• What needs to be done:
Search through the entries for the word "FloatKind" and copy every line that has it.

....................

//! # C to Lean 4 Type Mapping
//!
//! Projects IR types onto Lean's FFI. Typedefs are transparent: every type is
//! resolved to its canonical form before dispatch. Results are memoized per
//! [`TypeId`].

use std::collections::{BTreeSet, HashMap};

use super::naming;
use crate::error::Result;
use crate::ir::{
    struct_name, FloatKind, Function, IRContext, IntKind, Lowered, PointerKind, RejectedAt,
    Rejection, Type, TypeId, TypeKind,
};

/// Lean 4 type used in `@[extern]` declarations
#[derive(Debug, Clone, PartialEq, Eq)]
pub enum LeanType {
    /// UInt8
    UInt8,
    /// UInt16
    UInt16,
    /// UInt32
    UInt32,
    /// UInt64
    UInt64,
    /// Float (always 64-bit)
    Float,
    /// Unit
    Unit,
    /// String
    String,
    /// Generated opaque handle type, e.g. `DbConnRef`
    Opaque(String),
}

impl LeanType {
    /// Convert to Lean 4 syntax string
    pub fn to_lean(&self) -> String {
        match self {
            LeanType::UInt8 => "UInt8".to_string(),
            LeanType::UInt16 => "UInt16".to_string(),
            LeanType::UInt32 => "UInt32".to_string(),
            LeanType::UInt64 => "UInt64".to_string(),
            LeanType::Float => "Float".to_string(),
            LeanType::Unit => "Unit".to_string(),
            LeanType::String => "String".to_string(),
            LeanType::Opaque(name) => name.clone(),
        }
    }

    /// C type Lean's ABI uses for unboxed scalars
    fn scalar_c_type(&self) -> &'static str {
        match self {
            LeanType::UInt8 => "uint8_t",
            LeanType::UInt16 => "uint16_t",
            LeanType::UInt32 => "uint32_t",
            LeanType::UInt64 => "uint64_t",
            LeanType::Float => "double",
            LeanType::Unit | LeanType::String | LeanType::Opaque(_) => BOXED_C_TYPE,
        }
    }
}

/// C type of every boxed Lean value
pub const BOXED_C_TYPE: &str = "lean_object*";

/// What the glue layer does to move a value across the boundary
#[derive(Debug, Clone, PartialEq, Eq)]
pub enum Marshal {
    /// Plain C cast between the native spelling and the Lean scalar
    Cast,
    /// `float` carried as Lean's 64-bit `Float`: narrow going in, widen coming out
    NarrowFloat,
    /// Lean `String` in, `const char *` out (and `lean_mk_string` back)
    String,
    /// Pointer to an opaque struct wrapped in a Lean external object
    Handle {
        /// Struct name without the `struct` keyword
        c_name: String,
    },
    /// C `void` result returned as `Unit`
    Unit,
}

/// How an IR type maps to Lean
#[derive(Debug, Clone, PartialEq, Eq)]
pub struct LeanTypeInfo {
    /// The Lean type to use in `@[extern]` declarations
    pub lean_type: LeanType,
    /// The C type the glue layer uses (must match Lean's ABI)
    pub c_ffi_type: String,
    /// Whether the glue layer has to convert the value
    pub needs_conversion: bool,
    /// Whether this is an opaque handle
    pub is_opaque: bool,
    /// Whether Lean passes the value as a `lean_object *`
    pub boxed: bool,
    /// Conversion the glue layer performs
    pub marshal: Marshal,
}

impl LeanTypeInfo {
    fn scalar(lean_type: LeanType, marshal: Marshal) -> Self {
        Self {
            c_ffi_type: lean_type.scalar_c_type().to_string(),
            needs_conversion: marshal != Marshal::Cast,
            lean_type,
            is_opaque: false,
            boxed: false,
            marshal,
        }
    }

    fn boxed(lean_type: LeanType, marshal: Marshal) -> Self {
        Self {
            c_ffi_type: BOXED_C_TYPE.to_string(),
            needs_conversion: marshal != Marshal::Unit,
            is_opaque: matches!(marshal, Marshal::Handle { .. }),
            lean_type,
            boxed: true,
            marshal,
        }
    }

    /// Whether this is the `Unit` mapping of C `void`
    pub fn is_unit(&self) -> bool {
        self.marshal == Marshal::Unit
    }
}

/// A mapped parameter
#[derive(Debug, Clone, PartialEq, Eq)]
pub struct MappedParam {
    /// Parameter name
    pub name: String,
    /// Original C spelling (used for casts in the glue layer)
    pub c_type: String,
    /// Lean mapping
    pub info: LeanTypeInfo,
}

/// A mapped return value
#[derive(Debug, Clone, PartialEq, Eq)]
pub struct MappedReturn {
    /// Original C spelling
    pub c_type: String,
    /// Lean mapping
    pub info: LeanTypeInfo,
}

/// Signature mapping for one function
#[derive(Debug, Clone, PartialEq, Eq)]
pub struct MappedSignature {
    /// Return mapping
    pub ret: MappedReturn,
    /// Parameter mappings in declaration order
    pub params: Vec<MappedParam>,
}

/// Per-function support decision
#[derive(Debug, Clone, PartialEq, Eq)]
pub enum Support {
    /// Every type maps
    Supported(MappedSignature),
    /// The first type that did not map
    Rejected {
        /// Where it sits in the signature
        at: RejectedAt,
        /// Why it was refused
        reason: Rejection,
    },
}

/// Maps IR types to Lean FFI equivalents.
///
/// Borrows the finished context; the cache lives as long as the mapper.
pub struct TypeMapper<'a> {
    ctx: &'a IRContext,
    cache: HashMap<TypeId, Lowered<LeanTypeInfo>>,
    handle_owners: HashMap<String, BTreeSet<String>>,
}

impl<'a> TypeMapper<'a> {
    /// Create a mapper over a built context
    pub fn new(ctx: &'a IRContext) -> Self {
        // Lean handle name -> every struct that generates it
        let mut handle_owners: HashMap<String, BTreeSet<String>> = HashMap::new();
        for typ in ctx.all_types() {
            if let TypeKind::Opaque { .. } = typ.kind {
                let c_name = struct_name(&typ.c_spelling);
                handle_owners
                    .entry(naming::opaque_type_name(c_name))
                    .or_default()
                    .insert(c_name.to_string());
            }
        }

        Self {
            ctx,
            cache: HashMap::new(),
            handle_owners,
        }
    }

    /// The context being mapped
    pub fn context(&self) -> &'a IRContext {
        self.ctx
    }

    /// Map an IR type to its Lean equivalent, or say why it has none
    pub fn map_type(&mut self, type_id: TypeId) -> Result<Lowered<LeanTypeInfo>> {
        if let Some(cached) = self.cache.get(&type_id) {
            return Ok(cached.clone());
        }

        let canonical = self.ctx.resolve_canonical_type(type_id)?;
        let typ = self.ctx.require_type(canonical)?;
        let mapped = self.map_type_kind(typ)?;

        self.cache.insert(type_id, mapped.clone());
        Ok(mapped)
    }

    /// Decide whether a function can be bound.
    ///
    /// The return type and every parameter are checked independently of the
    /// builder; the first refusal rejects the whole function.
    pub fn map_function(&mut self, func: &Function) -> Result<Support> {
        let ret = match self.map_type(func.return_type)? {
            Ok(info) => MappedReturn {
                c_type: self.ctx.require_type(func.return_type)?.c_spelling.clone(),
                info,
            },
            Err(reason) => {
                return Ok(Support::Rejected {
                    at: RejectedAt::Return,
                    reason,
                })
            }
        };

        let mut params = Vec::with_capacity(func.params.len());
        for param in &func.params {
            let at = || RejectedAt::Param(param.name.clone());
            let info = match self.map_type(param.type_id)? {
                Ok(info) if info.is_unit() => {
                    return Ok(Support::Rejected {
                        at: at(),
                        reason: Rejection::VoidParameter,
                    })
                }
                Ok(info) => info,
                Err(reason) => return Ok(Support::Rejected { at: at(), reason }),
            };
            params.push(MappedParam {
                name: param.name.clone(),
                c_type: self.ctx.require_type(param.type_id)?.c_spelling.clone(),
                info,
            });
        }

        Ok(Support::Supported(MappedSignature { ret, params }))
    }

    fn map_type_kind(&self, typ: &Type) -> Result<Lowered<LeanTypeInfo>> {
        let mapped = match &typ.kind {
            TypeKind::Int { kind, .. } => Ok(map_int(*kind)),
            TypeKind::Float { kind } => Ok(map_float(*kind)),
            TypeKind::Void => Ok(LeanTypeInfo::boxed(LeanType::Unit, Marshal::Unit)),
            TypeKind::Pointer {
                pointee,
                classification,
                ..
            } => return self.map_pointer(typ, *pointee, *classification),
            TypeKind::Alias { .. } => Err(Rejection::UnresolvedAlias {
                spelling: typ.c_spelling.clone(),
            }),
            TypeKind::Opaque { .. } => Err(Rejection::ByValueOpaque {
                spelling: typ.c_spelling.clone(),
            }),
        };
        Ok(mapped)
    }

    fn map_pointer(
        &self,
        typ: &Type,
        pointee: TypeId,
        classification: PointerKind,
    ) -> Result<Lowered<LeanTypeInfo>> {
        match classification {
            PointerKind::Opaque => {
                let pointee = self.ctx.require_type(pointee)?;
                let c_name = struct_name(&pointee.c_spelling).to_string();
                let lean_name = naming::opaque_type_name(&c_name);
                match self.handle_owners.get(&lean_name) {
                    Some(owners) if owners.len() > 1 => {
                        Ok(Err(Rejection::OpaqueNameCollision {
                            structs: owners.iter().cloned().collect::<Vec<_>>().join(", "),
                            lean_name,
                        }))
                    }
                    _ => Ok(Ok(LeanTypeInfo::boxed(
                        LeanType::Opaque(lean_name),
                        Marshal::Handle { c_name },
                    ))),
                }
            }
            PointerKind::String => Ok(Ok(LeanTypeInfo::boxed(LeanType::String, Marshal::String))),
            PointerKind::Buffer
            | PointerKind::OutParam
            | PointerKind::Function
            | PointerKind::Typed => Ok(Err(Rejection::ReservedPointer {
                classification,
                spelling: typ.c_spelling.clone(),
            })),
        }
    }
}

/// Map integers by storage width only; Lean's FFI exposes unsigned widths
fn map_int(kind: IntKind) -> LeanTypeInfo {
    let lean_type = match kind.width() {
        1 => LeanType::UInt8,
        2 => LeanType::UInt16,
        4 => LeanType::UInt32,
        _ => LeanType::UInt64,
    };
    LeanTypeInfo::scalar(lean_type, Marshal::Cast)
}

/// Lean's Float is always 64-bit; `float` is narrowed in the glue layer
fn map_float(kind: FloatKind) -> LeanTypeInfo {
    match kind {
        FloatKind::Float => LeanTypeInfo::scalar(LeanType::Float, Marshal::NarrowFloat),
        FloatKind::Double | FloatKind::LongDouble => {
            LeanTypeInfo::scalar(LeanType::Float, Marshal::Cast)
        }
    }
}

....................

• Task solution:
    struct_name, FloatKind, Function, IRContext, IntKind, Lowered, PointerKind, RejectedAt,
fn map_float(kind: FloatKind) -> LeanTypeInfo {
        FloatKind::Float => LeanTypeInfo::scalar(LeanType::Float, Marshal::NarrowFloat),
        FloatKind::Double | FloatKind::LongDouble => {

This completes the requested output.